I noticed that since I bought my FXT two years ago, the price on the identical car (w/ the same mileage) has actually gone up, not down. So I decided to check out the blue book sites...These are on a manual 05 Forester XT with 60k miles. Edmunds: $11,435 Nada: $13,800 Kelly Blue Book: $18,150 Whhaaat? I've always thought that Nada and Edmunds were pretty credible. My credit union goes by Nada, for example. And the two are at least somewhat in the same ballpark, unlike Kelly which is somehow almost $7000 higher than Edmunds. How the hell does that even happen? Is Kelly only used by dealers trying to get (extreme) top dollar for used cars? Do they have any credibility? Is this the reason that every decent Subaru I find is ridiculously overpriced?

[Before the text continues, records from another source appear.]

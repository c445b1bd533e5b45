//! LLM provider selection from config.

use std::sync::Arc;
use std::time::Duration;

use anyhow::{bail, Result};

use tripforge_config::{LlmConfig, ProviderKind};
use tripforge_core::{LlmPolicy, LlmProvider};
use tripforge_planner::providers::{DemoProvider, OllamaProvider, OpenAiCompatProvider};

/// Build the configured provider.
pub fn build_provider(config: &LlmConfig) -> Result<Arc<dyn LlmProvider>> {
    let timeout = config.timeout_secs.map(Duration::from_secs);

    let provider: Arc<dyn LlmProvider> = match config.provider {
        ProviderKind::Mock => Arc::new(DemoProvider::new()),
        ProviderKind::Ollama => {
            let mut provider = OllamaProvider::new().with_base_url(config.effective_base_url());
            if let Some(timeout) = timeout {
                provider = provider.with_timeout(timeout)?;
            }
            Arc::new(provider)
        }
        kind @ (ProviderKind::Mistral | ProviderKind::OpenRouter | ProviderKind::OpenAi) => {
            let Some(api_key) = config.api_key.as_deref() else {
                bail!("LLM_API_KEY is required for the {kind} provider");
            };
            let mut provider = match kind {
                ProviderKind::Mistral => OpenAiCompatProvider::mistral(api_key),
                ProviderKind::OpenRouter => OpenAiCompatProvider::openrouter(api_key),
                _ => OpenAiCompatProvider::openai(api_key),
            };
            if let Some(base_url) = config.base_url.as_deref() {
                provider = provider.with_base_url(base_url);
            }
            if let Some(timeout) = timeout {
                provider = provider.with_timeout(timeout)?;
            }
            Arc::new(provider)
        }
    };
    Ok(provider)
}

/// Model and sampling settings shared by the extractor and planner.
pub fn build_policy(config: &LlmConfig) -> LlmPolicy {
    LlmPolicy {
        model: config.effective_model().to_string(),
        max_tokens: config.max_tokens,
        temperature: config.temperature,
    }
}
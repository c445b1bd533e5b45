use std::time::{Duration, Instant};

use anyhow::{bail, Context, Result};
use async_trait::async_trait;
use reqwest::Client;
use serde::{Deserialize, Serialize};
use tracing::debug;

use tripforge_core::{LlmProvider, LlmRequest, LlmResponse};

pub const MISTRAL_URL: &str = "https://api.mistral.ai/v1";
pub const OPENROUTER_URL: &str = "https://openrouter.ai/api/v1";
pub const OPENAI_URL: &str = "https://api.openai.com/v1";

/// Provider for any OpenAI-style `/chat/completions` API
/// (Mistral, OpenRouter, OpenAI).
pub struct OpenAiCompatProvider {
    client: Client,
    name: String,
    api_key: String,
    base_url: String,
}

impl OpenAiCompatProvider {
    pub fn new(
        name: impl Into<String>,
        api_key: impl Into<String>,
        base_url: impl Into<String>,
    ) -> Self {
        Self {
            client: Client::new(),
            name: name.into(),
            api_key: api_key.into(),
            base_url: base_url.into().trim_end_matches('/').to_string(),
        }
    }

    pub fn mistral(api_key: impl Into<String>) -> Self {
        Self::new("mistral", api_key, MISTRAL_URL)
    }

    pub fn openrouter(api_key: impl Into<String>) -> Self {
        Self::new("openrouter", api_key, OPENROUTER_URL)
    }

    pub fn openai(api_key: impl Into<String>) -> Self {
        Self::new("openai", api_key, OPENAI_URL)
    }

    pub fn with_base_url(mut self, url: impl Into<String>) -> Self {
        self.base_url = url.into().trim_end_matches('/').to_string();
        self
    }

    pub fn with_timeout(mut self, timeout: Duration) -> Result<Self> {
        self.client = Client::builder()
            .timeout(timeout)
            .build()
            .with_context(|| format!("Failed to build {} HTTP client", self.name))?;
        Ok(self)
    }
}

#[derive(Serialize)]
struct ChatRequest {
    model: String,
    messages: Vec<ChatMessage>,
    max_tokens: Option<u32>,
    temperature: Option<f32>,
    #[serde(skip_serializing_if = "Option::is_none")]
    response_format: Option<ResponseFormat>,
}

#[derive(Serialize)]
struct ResponseFormat {
    #[serde(rename = "type")]
    kind: &'static str,
}

#[derive(Serialize, Deserialize)]
struct ChatMessage {
    role: String,
    content: String,
}

#[derive(Deserialize)]
struct ChatResponse {
    choices: Vec<Choice>,
    usage: Option<Usage>,
}

#[derive(Deserialize)]
struct Choice {
    message: ChatMessage,
}

#[derive(Deserialize)]
struct Usage {
    total_tokens: Option<u64>,
}

fn build_body(request: &LlmRequest) -> ChatRequest {
    let system = (!request.system_prompt.is_empty()).then(|| ChatMessage {
        role: "system".into(),
        content: request.system_prompt.clone(),
    });
    let user = ChatMessage {
        role: "user".into(),
        content: request.user_prompt.clone(),
    };

    ChatRequest {
        model: request.model.clone(),
        messages: system.into_iter().chain([user]).collect(),
        max_tokens: Some(request.max_tokens),
        temperature: Some(request.temperature),
        response_format: request
            .json_mode
            .then_some(ResponseFormat { kind: "json_object" }),
    }
}

#[async_trait]
impl LlmProvider for OpenAiCompatProvider {
    fn name(&self) -> &str {
        &self.name
    }

    async fn complete(&self, request: &LlmRequest) -> Result<LlmResponse> {
        let started = Instant::now();
        let url = format!("{}/chat/completions", self.base_url);
        debug!(provider = %self.name, url = %url, model = %request.model, json = request.json_mode, "Chat completion request");

        let response = self
            .client
            .post(&url)
            .bearer_auth(&self.api_key)
            .json(&build_body(request))
            .send()
            .await
            .with_context(|| format!("Could not reach {} at {}", self.name, self.base_url))?;

        let status = response.status();
        if !status.is_success() {
            let detail = response.text().await.unwrap_or_default();
            bail!("{} returned {status}: {}", self.name, detail.trim());
        }

        let reply: ChatResponse = response
            .json()
            .await
            .with_context(|| format!("{} sent a body that is not a chat completion", self.name))?;

        let Some(content) = reply.choices.into_iter().next().map(|c| c.message.content) else {
            bail!("{} returned no choices", self.name);
        };

        Ok(LlmResponse {
            content,
            provider: self.name.clone(),
            model: request.model.clone(),
            tokens_used: reply.usage.and_then(|u| u.total_tokens).unwrap_or(0),
            latency_ms: started.elapsed().as_millis() as u64,
        })
    }
}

that does seem pretty crazy. NADA is almost double KBB on my '89 XT6. I'm not sure where those numbers came from, but the price on used Subarus has gone way up in the last few years. Call it overpriced, but they're selling.
Ok, I just ran Kelley Blue Book for an 05 Forester XT with 60k miles in good condition... Trade In Value: 12,925 Private Party: 14,925 Retail Value: 17,925 NADA: Clean Trade In: 11,095 Retail: 13,800 Edmunds: Trade in: 9,000 Private Party: 10,320 Retail: 11,400 Here's the thing about all those numbers. You actually WANT dealerships to use BlueBook for trade ins. Why? Because they run high. You'll get more for your trade in if they use KBB. Obviously, you don't want them to use KBB for retail pricing on their used cars. Also, never use "Excellent" condition or whatever the top condition on NADA is. You will never get it. The only chance you have of getting that value out of the car is if you never drove it on anything except wool carpet in a sealed environment. If you get nicked by a pebble on the freeway, it is no longer in "Excellent" condition. In the end, it really doesn't matter what any of those sites say. Pricing is entirely up to the dealer on retail value. If they go with bluebook and you say "Well, NADA says it should be 7k less" they will politely smile and say "Well, we use Bluebook. Sorry."
Nada is a site that gets its figures from average loans taken out on the vehicles, edmunds value is dmv purchase price records hence about 10% less then nada. KBB uses depreciation values like the goverment does as a scale. Thats where they get their figures as a dealer I always use edmunds.com and manheim auto auction history. If kbb.com comes into line with those two averages I will use that too. If you want to see what I mean with kbb being wack sometimes take a regualar car like an 02 chev malibu into there and put it with 150000 miles and one with 220000 miles and notice the $200 price difference. I know as well as most of you that the car with 70,000 more miles is worth a lot less then the other.